Variation in antiviral 2',5'-oligoadenylate synthetase (2'5'AS) enzyme activity is controlled by a single-nucleotide polymorphism at a splice-acceptor site in the OAS1 gene.

It is likely that human genetic differences mediate susceptibility to viral infection and virus-triggered disorders. OAS genes encoding the antiviral enzyme 2',5'-oligoadenylate synthetase (2'5'AS) are critical components of the innate immune response to viruses. This enzyme uses adenosine triphosphate in 2'-specific nucleotidyl transfer reactions to synthesize 2',5'-oligoadenylates, which activate latent ribonuclease, resulting in degradation of viral RNA and inhibition of virus replication. We showed elsewhere that constitutive (basal) activity of 2'5'AS is correlated with virus-stimulated activity. In the present study, we asked whether constitutive activity is genetically determined and, if so, by which variants. Analysis of 83 families containing two parents and two children demonstrated significant correlations between basal activity in parent-child pairs (P<.0001) and sibling pairs (P=.0044), but not spousal pairs, suggesting strong genetic control of basal activity. We next analyzed association between basal activity and 15 markers across the OAS gene cluster. Significant association was detected at multiple markers, the strongest being at an A/G single-nucleotide polymorphism at the exon 7 splice-acceptor site (AG or AA) of the OAS1 gene. At this unusual polymorphism, allele G had a higher gene frequency in persons with high enzyme activity than in those with low enzyme activity (0.44 vs. 0.20; P=3 x 10(-11)). Enzyme activity varied in a dose-dependent manner across the GG, GA, and AA genotypes (tested by analysis of variance; P=1 x 10(-14)). Allele G generates the previously described p46 enzyme isoform, whereas allele A ablates the splice site and generates a dual-function antiviral/proapoptotic p48 isoform and a novel p52 isoform. This genetic polymorphism makes OAS1 an excellent candidate for a human gene that influences host susceptibility to viral infection.

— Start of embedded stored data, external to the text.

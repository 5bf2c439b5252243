//! Error types for reading, translating and reporting
use std::path::PathBuf;

use thiserror::Error;

/// Everything which can stop a run
#[derive(Debug, Error)]
pub enum Error {
    /// I/O error without a known path
    #[error("I/O error: {0}")]
    Io(#[from] std::io::Error),

    /// I/O error on a specific file
    #[error("could not access {path:?}: {source}")]
    File {
        path: PathBuf,
        #[source]
        source: std::io::Error,
    },

    /// A data line which does not hold a sequence and an abundance
    #[error("malformed record on line {line} ({reason}): {content:?}")]
    MalformedRecord {
        line: usize,
        content: String,
        reason: String,
    },

    /// Fewer than two header lines were found before the end of the input
    #[error("expected 2 header lines, found {found}")]
    MissingHeaders { found: usize },

    /// Reading frames are 1-based
    #[error("invalid reading frame {0}, frames start at 1")]
    InvalidFrame(usize),

    /// Total abundance no longer fits in a u64
    #[error("total abundance overflowed on line {line}")]
    AbundanceOverflow { line: usize },
}

impl Error {
    /// Wrap an I/O error with the path it happened on
    pub fn file(path: impl Into<PathBuf>, source: std::io::Error) -> Self {
        Error::File {
            path: path.into(),
            source,
        }
    }
}

/// Convenience alias used throughout the crate
pub type Result<T> = std::result::Result<T, Error>;

#[cfg(feature = "python")]
impl From<Error> for pyo3::PyErr {
    fn from(err: Error) -> pyo3::PyErr {
        match err {
            Error::Io(_) | Error::File { .. } => {
                pyo3::exceptions::PyIOError::new_err(err.to_string())
            }
            _ => pyo3::exceptions::PyValueError::new_err(err.to_string()),
        }
    }
}
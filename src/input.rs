//! Module for reading sequence/abundance files
//!
//! Files are line based. Two header lines of the form `<label> = <value>` name the
//! counters, and every data line holds a nucleotide sequence and its abundance:
//!
//! ```text
//! Number of unique sequences of sample X = 0
//! Number of total reads of sample X = 0
//! ATGAAATAG 7
//! ATGCCC 2
//! ```
//!
//! Blank lines, and lines which are neither headers nor contain nucleotides, are skipped.
use std::io::BufRead;

use log::debug;

use crate::common::SequenceRecord;
use crate::error::{Error, Result};

/// Separates a header label from its value
const HEADER_SEPARATOR: char = '=';

/// Letters which mark a line as holding a sequence
const NUCLEOTIDES: [char; 4] = ['A', 'C', 'G', 'T'];

#[derive(Clone, Debug, Eq, PartialEq)]
/// What a single input line holds
pub enum Line {
    /// Header line, holding the label verbatim (everything before the first `=`)
    Header(String),

    /// Data line
    Record(SequenceRecord),

    /// Nothing of interest
    Ignored,
}

/// Classify and parse a single line
///
/// # Arguments
/// - `line`: Line without its line ending
/// - `line_number`: 1-based line number, used for error messages
///
/// # Returns
/// - Parsed line, or an error if this looks like a data line but isn't valid
pub fn parse_line(line: &str, line_number: usize) -> Result<Line> {
    if line.trim().is_empty() {
        return Ok(Line::Ignored);
    }

    if let Some((label, _value)) = line.split_once(HEADER_SEPARATOR) {
        return Ok(Line::Header(label.to_string()));
    }

    if !line.contains(&NUCLEOTIDES[..]) {
        return Ok(Line::Ignored);
    }

    let malformed = |reason: &str| Error::MalformedRecord {
        line: line_number,
        content: line.to_string(),
        reason: reason.to_string(),
    };

    let tokens = line.split_whitespace().collect::<Vec<&str>>();
    let (sequence, abundance) = match tokens.as_slice() {
        [sequence, abundance] => (*sequence, *abundance),
        [_] => return Err(malformed("missing abundance")),
        _ => return Err(malformed("expected a sequence and an abundance")),
    };
    let abundance = abundance
        .parse::<u64>()
        .map_err(|_| malformed("abundance is not a non-negative integer"))?;

    Ok(Line::Record(SequenceRecord {
        sequence: sequence.to_string(),
        abundance,
    }))
}

/// Iterator over the parsed lines of some input
pub struct InputLines<R: BufRead> {
    lines: std::io::Lines<R>,
    line_number: usize,
}

impl<R: BufRead> InputLines<R> {
    /// Wrap a reader
    pub fn new(reader: R) -> Self {
        InputLines {
            lines: reader.lines(),
            line_number: 0,
        }
    }

    /// 1-based number of the last line read
    pub fn line_number(&self) -> usize {
        self.line_number
    }
}

impl<R: BufRead> Iterator for InputLines<R> {
    type Item = Result<Line>;

    fn next(&mut self) -> Option<Self::Item> {
        let line = match self.lines.next()? {
            Ok(line) => line,
            Err(e) => return Some(Err(Error::Io(e))),
        };
        self.line_number += 1;
        let parsed = parse_line(&line, self.line_number);
        if let Ok(Line::Ignored) = parsed {
            debug!("Skipping line {}: {:?}", self.line_number, line);
        }
        Some(parsed)
    }
}

#[cfg(test)]
mod tests {
    use super::*;
    use pretty_assertions::assert_eq;

    fn record(sequence: &str, abundance: u64) -> Line {
        Line::Record(SequenceRecord {
            sequence: sequence.to_string(),
            abundance,
        })
    }

    #[test]
    fn test_headers() {
        assert_eq!(
            parse_line("Number of unique sequences of sample X = 0", 1).unwrap(),
            Line::Header("Number of unique sequences of sample X ".to_string())
        );
        // Label is everything before the first '='
        assert_eq!(
            parse_line("Total=12=4", 1).unwrap(),
            Line::Header("Total".to_string())
        );
        // Headers win even if the sample name holds nucleotide letters
        assert_eq!(
            parse_line("Number of total reads of sample ACGT = 10", 2).unwrap(),
            Line::Header("Number of total reads of sample ACGT ".to_string())
        );
    }

    #[test]
    fn test_records() {
        assert_eq!(parse_line("ATGAAATAG 7", 3).unwrap(), record("ATGAAATAG", 7));
        assert_eq!(parse_line("  ATG\t0  ", 3).unwrap(), record("ATG", 0));
        assert_eq!(parse_line("atgNNA 5", 3).unwrap(), record("atgNNA", 5));
    }

    #[test]
    fn test_ignored() {
        assert_eq!(parse_line("", 1).unwrap(), Line::Ignored);
        assert_eq!(parse_line("   \t", 1).unwrap(), Line::Ignored);
        assert_eq!(parse_line("some notes", 1).unwrap(), Line::Ignored);
        // Lower case only sequences are not picked up as data
        assert_eq!(parse_line("acgt 4", 1).unwrap(), Line::Ignored);
    }

    #[test]
    fn test_malformed() {
        for line in ["ATGAAA", "ATG seven", "ATG -3", "ATG 1.5", "ATG 3 4"] {
            match parse_line(line, 9) {
                Err(Error::MalformedRecord {
                    line: line_number,
                    content,
                    ..
                }) => {
                    assert_eq!(line_number, 9);
                    assert_eq!(content, line);
                }
                other => panic!("Expected malformed record for {:?}, got {:?}", line, other),
            }
        }
    }

    #[test]
    fn test_input_lines() {
        let text = "Header one = 0\n\nATG 3\r\nHeader two = 0\nTTT 4\n";
        let mut lines = InputLines::new(text.as_bytes());
        assert_eq!(
            lines.next().unwrap().unwrap(),
            Line::Header("Header one ".to_string())
        );
        assert_eq!(lines.next().unwrap().unwrap(), Line::Ignored);
        assert_eq!(lines.next().unwrap().unwrap(), record("ATG", 3));
        assert_eq!(lines.line_number(), 3);
        assert_eq!(
            lines.next().unwrap().unwrap(),
            Line::Header("Header two ".to_string())
        );
        assert_eq!(lines.next().unwrap().unwrap(), record("TTT", 4));
        assert!(lines.next().is_none());
    }
}
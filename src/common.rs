//! Module of common structs and constants used throughout the program
#[cfg(feature = "python")]
use pyo3::prelude::*;

/// Reading frame used when translating input records
pub const DEFAULT_FRAME: usize = 1;

/// Placeholder written instead of an empty translation.
///
/// Contains `-`, which translation never produces, so it cannot collide with a real sequence
pub const EMPTY_SEQUENCE_SENTINEL: &str = "AAAAA-EMPTYSEQUENCE-AAAAA";

/// Appended to the input file stem to name the report
pub const OUTPUT_SUFFIX: &str = "_aa_dup.txt";

/// Width of the header label column
pub const LABEL_WIDTH: usize = 30;

/// Width of the header value column
pub const COUNT_WIDTH: usize = 10;

/// Width of the amino acid column of each row
pub const SEQUENCE_WIDTH: usize = 100;

/// Width of the abundance column of each row
pub const ABUNDANCE_WIDTH: usize = 20;

#[cfg_attr(feature = "python", pyclass(eq))]
#[derive(Clone, Debug, Eq, PartialEq)]
/// A nucleotide sequence along with how many times it was observed
pub struct SequenceRecord {
    #[cfg_attr(feature = "python", pyo3(get, set))]
    /// Nucleotide sequence as found in the input
    pub sequence: String,

    #[cfg_attr(feature = "python", pyo3(get, set))]
    /// Number of molecules observed
    pub abundance: u64,
}

#[cfg_attr(feature = "python", pyclass(eq))]
#[derive(Clone, Debug, Eq, PartialEq)]
/// Result of translating a single record
pub struct TranslatedRecord {
    #[cfg_attr(feature = "python", pyo3(get, set))]
    /// Amino acids up to (not including) the first stop codon. May be empty
    pub amino_acids: String,

    #[cfg_attr(feature = "python", pyo3(get, set))]
    /// Abundance carried over from the nucleotide record
    pub abundance: u64,
}

impl TranslatedRecord {
    /// Sequence as it should appear in the report, substituting the sentinel for empty translations
    pub fn display_sequence(&self) -> &str {
        if self.amino_acids.is_empty() {
            EMPTY_SEQUENCE_SENTINEL
        } else {
            &self.amino_acids
        }
    }
}
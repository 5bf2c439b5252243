//! Module for rendering and writing the translated report
use std::collections::HashSet;
use std::fmt;
use std::fs::File;
use std::io::{BufWriter, Write};
use std::path::{Path, PathBuf};

#[cfg(feature = "python")]
use pyo3::prelude::*;

use crate::common::{
    TranslatedRecord, ABUNDANCE_WIDTH, COUNT_WIDTH, LABEL_WIDTH, OUTPUT_SUFFIX, SEQUENCE_WIDTH,
};
use crate::error::{Error, Result};

#[cfg_attr(feature = "python", pyclass(eq))]
#[derive(Clone, Debug, Eq, PartialEq)]
/// Totals and rows produced from one input file
pub struct Report {
    #[cfg_attr(feature = "python", pyo3(get))]
    /// Label of the first header line, verbatim
    pub unique_label: String,

    #[cfg_attr(feature = "python", pyo3(get))]
    /// Label of the second header line, verbatim
    pub total_label: String,

    #[cfg_attr(feature = "python", pyo3(get))]
    /// Number of records translated. Every data line counts, duplicates included
    pub unique: u64,

    #[cfg_attr(feature = "python", pyo3(get))]
    /// Sum of the abundances of all records
    pub total: u64,

    #[cfg_attr(feature = "python", pyo3(get))]
    /// Translated records in input order
    pub records: Vec<TranslatedRecord>,
}

impl Report {
    /// Number of different amino acid sequences (sentinel included) among the records
    pub fn distinct_sequences(&self) -> usize {
        self.records
            .iter()
            .map(|record| record.display_sequence())
            .collect::<HashSet<&str>>()
            .len()
    }

    /// Write the report to some writer
    pub fn write_to<W: Write>(&self, writer: &mut W) -> std::io::Result<()> {
        write!(writer, "{}", self)
    }
}

impl fmt::Display for Report {
    fn fmt(&self, f: &mut fmt::Formatter<'_>) -> fmt::Result {
        writeln!(
            f,
            "{:<lw$}={:>cw$}",
            self.unique_label,
            self.unique,
            lw = LABEL_WIDTH,
            cw = COUNT_WIDTH
        )?;
        writeln!(
            f,
            "{:<lw$}={:>cw$}",
            self.total_label,
            self.total,
            lw = LABEL_WIDTH,
            cw = COUNT_WIDTH
        )?;
        writeln!(f)?;
        for record in self.records.iter() {
            writeln!(
                f,
                "{:<sw$}{:>aw$}",
                record.display_sequence(),
                record.abundance,
                sw = SEQUENCE_WIDTH,
                aw = ABUNDANCE_WIDTH
            )?;
        }
        Ok(())
    }
}

#[cfg(not(tarpaulin_include))]
#[cfg(feature = "python")]
#[pymethods]
impl Report {
    #[getter]
    /// Rows as (sequence, abundance), with the sentinel for empty translations
    fn rows(&self) -> Vec<(String, u64)> {
        self.records
            .iter()
            .map(|record| (record.display_sequence().to_string(), record.abundance))
            .collect()
    }

    #[pyo3(name = "distinct_sequences")]
    fn py_distinct_sequences(&self) -> usize {
        self.distinct_sequences()
    }

    fn __str__(&self) -> String {
        self.to_string()
    }
}

/// Path of the report for a given input file
///
/// The report sits next to the input, named after everything in the input's file name
/// before the first `.`, e.g. `data/sample1.counts.txt` -> `data/sample1_aa_dup.txt`
pub fn output_path(input: &Path) -> PathBuf {
    let file_name = input
        .file_name()
        .map(|name| name.to_string_lossy().into_owned())
        .unwrap_or_default();
    let stem = file_name.split('.').next().unwrap_or_default();
    input.with_file_name(format!("{}{}", stem, OUTPUT_SUFFIX))
}

/// Write a report to a file, replacing anything already there
pub fn write_report(path: &Path, report: &Report) -> Result<()> {
    let file = File::create(path).map_err(|e| Error::file(path, e))?;
    let mut writer = BufWriter::new(file);
    report
        .write_to(&mut writer)
        .and_then(|_| writer.flush())
        .map_err(|e| Error::file(path, e))
}

#[cfg(not(tarpaulin_include))]
#[cfg(feature = "python")]
#[pyfunction]
#[pyo3(name = "output_path")]
/// Path of the report for a given input file
pub fn py_output_path(input: String) -> String {
    output_path(Path::new(&input)).to_string_lossy().into_owned()
}

#[cfg(test)]
mod tests {
    use super::*;
    use crate::common::EMPTY_SEQUENCE_SENTINEL;
    use pretty_assertions::assert_eq;

    fn record(amino_acids: &str, abundance: u64) -> TranslatedRecord {
        TranslatedRecord {
            amino_acids: amino_acids.to_string(),
            abundance,
        }
    }

    fn sample_report() -> Report {
        Report {
            unique_label: "Number of unique sequences of sample X ".to_string(),
            total_label: "Number of total reads of sample X ".to_string(),
            unique: 2,
            total: 9,
            records: vec![record("MK", 7), record("", 2)],
        }
    }

    #[test]
    fn test_format() {
        let expected = format!(
            "{}\n{}\n\n{}\n{}\n",
            "Number of unique sequences of sample X =         2",
            "Number of total reads of sample X =         9",
            format!("MK{}7", " ".repeat(98 + 19)),
            format!(
                "{}{}2",
                EMPTY_SEQUENCE_SENTINEL,
                " ".repeat(100 - EMPTY_SEQUENCE_SENTINEL.len() + 19)
            ),
        );
        assert_eq!(sample_report().to_string(), expected);
    }

    #[test]
    fn test_short_labels_are_padded() {
        let report = Report {
            unique_label: "Unique ".to_string(),
            total_label: "Total ".to_string(),
            unique: 0,
            total: 0,
            records: Vec::new(),
        };
        let text = report.to_string();
        let lines = text.lines().collect::<Vec<&str>>();
        assert_eq!(lines.len(), 3);
        assert_eq!(lines[0], format!("{:<30}={:>10}", "Unique ", 0));
        assert_eq!(lines[0].len(), 41);
        assert_eq!(lines[1].len(), 41);
        assert_eq!(lines[2], "");
    }

    #[test]
    fn test_row_widths() {
        let report = sample_report();
        let text = report.to_string();
        for row in text.lines().skip(3) {
            assert_eq!(row.len(), 120);
        }
    }

    #[test]
    fn test_distinct_sequences() {
        let mut report = sample_report();
        assert_eq!(report.distinct_sequences(), 2);
        report.records.push(record("MK", 1));
        report.records.push(record("", 1));
        assert_eq!(report.distinct_sequences(), 2);
        report.records.push(record("MKW", 1));
        assert_eq!(report.distinct_sequences(), 3);
    }

    #[test]
    fn test_output_path() {
        assert_eq!(
            output_path(Path::new("sample1.txt")),
            PathBuf::from("sample1_aa_dup.txt")
        );
        assert_eq!(
            output_path(Path::new("data/sample1.counts.txt")),
            PathBuf::from("data/sample1_aa_dup.txt")
        );
        assert_eq!(
            output_path(Path::new("./runs/v1.2/sample")),
            PathBuf::from("./runs/v1.2/sample_aa_dup.txt")
        );
    }

    #[test]
    fn test_write_report() {
        let dir = tempfile::tempdir().unwrap();
        let path = dir.path().join("out_aa_dup.txt");
        std::fs::write(&path, "stale content which is much longer than nothing\n".repeat(100))
            .unwrap();

        let report = sample_report();
        write_report(&path, &report).unwrap();
        assert_eq!(std::fs::read_to_string(&path).unwrap(), report.to_string());
    }

    #[test]
    fn test_write_report_bad_path() {
        let dir = tempfile::tempdir().unwrap();
        let path = dir.path().join("missing").join("out_aa_dup.txt");
        assert!(matches!(
            write_report(&path, &sample_report()),
            Err(Error::File { .. })
        ));
    }
}
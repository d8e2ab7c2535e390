use crate::models::Ingredient;
use crate::pricing::{
    line_price, PricedBreakdown, Reconciliation, SALES_TAX_RATE, STUDIO_SURCHARGE_RATE,
};

/// Display the priced line items, the breakdown summary, and any unmatched
/// recipe items.
pub fn display_breakdown(reconciliation: &Reconciliation, breakdown: &PricedBreakdown) {
    if reconciliation.matched.is_empty() && reconciliation.unmatched.is_empty() {
        println!();
        println!("Recipe is empty.");
        println!();
        return;
    }

    println!();
    println!("=== Recipe ===");
    println!();

    // Find max name length for alignment
    let max_name_len = reconciliation
        .matched
        .iter()
        .map(|m| m.ingredient.name.len())
        .max()
        .unwrap_or(10);

    for matched in &reconciliation.matched {
        println!(
            "  {:<width$} {:>10.2} {:>10}",
            matched.ingredient.name,
            matched.item.quantity,
            format!("${:.2}", line_price(matched)),
            width = max_name_len
        );
    }

    println!();
    println!("--- Breakdown ---");
    println!("Ingredients subtotal: ${:.2}", breakdown.ingredients_subtotal);
    println!(
        "Studio surcharge ({:.0}%): ${:.2}",
        STUDIO_SURCHARGE_RATE * 100.0,
        breakdown.surcharge_amount
    );
    println!(
        "Sales tax ({:.0}%): ${:.2}",
        SALES_TAX_RATE * 100.0,
        breakdown.tax_amount
    );
    println!("Total price: ${:.2}", breakdown.total);
    println!();

    for item in &reconciliation.unmatched {
        println!(
            "Could not find ingredient '{}'. Remove it or fix the catalog.",
            item.ingredient_name
        );
    }
    if !reconciliation.unmatched.is_empty() {
        println!();
    }
}

/// Display the effective catalog as a table.
pub fn display_catalog(catalog: &[Ingredient]) {
    if catalog.is_empty() {
        println!("Catalog is empty.");
        return;
    }

    println!();
    println!("=== Catalog ({} ingredients) ===", catalog.len());
    println!();

    let max_name_len = catalog.iter().map(|i| i.name.len()).max().unwrap_or(10);

    for ingredient in catalog {
        let availability = if ingredient.available { "" } else { "  (unavailable)" };
        println!(
            "  {:<width$} {:>10.2} / pack of {:<8} {}",
            ingredient.name,
            ingredient.pack_price,
            format!("{}", ingredient.pack_quantity),
            availability,
            width = max_name_len
        );
    }

    println!();
}
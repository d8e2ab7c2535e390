pub mod catalog;
pub mod cli;
pub mod error;
pub mod interface;
pub mod models;
pub mod pricing;
pub mod source;

pub use error::{PricerError, Result};
pub use models::{Ingredient, Recipe, RecipeItem};
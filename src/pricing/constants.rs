/// Studio surcharge rate applied to the ingredients subtotal.
pub const STUDIO_SURCHARGE_RATE: f64 = 0.10;

/// Sales tax rate applied to the ingredients subtotal.
pub const SALES_TAX_RATE: f64 = 0.05;
use serde::{Deserialize, Serialize};

/// One line of a recipe: an ingredient name and a requested quantity.
///
/// The quantity is expressed in the same physical unit as the ingredient's
/// `pack_quantity`. The name is a plain lookup key, not a reference; whether
/// it resolves is decided at reconciliation time.
#[derive(Debug, Clone, PartialEq, Serialize, Deserialize)]
#[serde(rename_all = "camelCase")]
pub struct RecipeItem {
    pub ingredient_name: String,
    pub quantity: f64,
}

/// An ordered list of recipe items, unique by ingredient name.
#[derive(Debug, Clone, Default)]
pub struct Recipe {
    items: Vec<RecipeItem>,
}

impl Recipe {
    pub fn new() -> Self {
        Self::default()
    }

    /// Add an item, replacing any existing item with the same name.
    ///
    /// The replacement is appended, so a re-added ingredient moves to the
    /// end of the recipe.
    pub fn add(&mut self, item: RecipeItem) {
        self.items
            .retain(|existing| existing.ingredient_name != item.ingredient_name);
        self.items.push(item);
    }

    /// Remove the item with the given name. Returns whether one was removed.
    pub fn remove(&mut self, ingredient_name: &str) -> bool {
        let before = self.items.len();
        self.items
            .retain(|item| item.ingredient_name != ingredient_name);
        self.items.len() < before
    }

    pub fn items(&self) -> &[RecipeItem] {
        &self.items
    }

    pub fn len(&self) -> usize {
        self.items.len()
    }

    pub fn is_empty(&self) -> bool {
        self.items.is_empty()
    }
}

/// Build a recipe from a plain item list, collapsing duplicate names.
///
/// Later entries win, matching `add` semantics.
impl FromIterator<RecipeItem> for Recipe {
    fn from_iter<I: IntoIterator<Item = RecipeItem>>(iter: I) -> Self {
        let mut recipe = Recipe::new();
        for item in iter {
            recipe.add(item);
        }
        recipe
    }
}
use clap::{Parser, Subcommand};

/// RecipePricer — price ad-hoc recipes against a studio ingredient catalog.
#[derive(Parser, Debug)]
#[command(name = "recipe_pricer")]
#[command(author, version, about, long_about = None)]
pub struct Cli {
    #[command(subcommand)]
    pub command: Option<Command>,

    /// Path to the catalog CSV export.
    #[arg(short, long, default_value = "prices.csv")]
    pub file: String,
}

#[derive(Subcommand, Debug)]
pub enum Command {
    /// Build a recipe and price it against the catalog.
    Price {
        /// Price a recipe from a JSON file instead of interactively.
        #[arg(long)]
        recipe: Option<String>,
    },

    /// Fetch, normalize, and print the effective catalog.
    Catalog {
        /// Print the catalog as JSON.
        #[arg(long)]
        json: bool,
    },
}

impl Default for Command {
    fn default() -> Self {
        Command::Price { recipe: None }
    }
}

Evidence from twins for acquired cellular immune hyperactivity in type 1 diabetes.

Type 1 diabetes has been associated with an increased frequency of activated T cells and T-cell hyperactivity to non-specific and disease-specific stimuli including the islet autoantigen glutamic acid decarboxylase 65 (GAD). To address whether T-cell hyperactivity is genetic or acquired we measured whole blood cytokines in vitro in response to GAD or tetanus in 18 identical twin pairs, nine discordant for type 1 diabetes. In addition, the activity of 2', 5' oligoadenylate synthetase (OAS) in blood mononuclear cells was measured as a marker of viral infection. Interleukin-2 (IL-2) basally and IL-2 and interferon-gamma (IFN-gamma) in response to GAD, were detected more frequently and at higher levels in diabetic compared to non-diabetic twins. IL-10 was not different between groups. OAS activity was increased in diabetic compared to non-diabetic twins and showed a correlation with basal IL-2 and GAD-stimulated IFN-gamma and IL-10. These findings suggest that T-cell hyperactivity in type 1 diabetes is an acquired trait and could reflect persisting virus expression.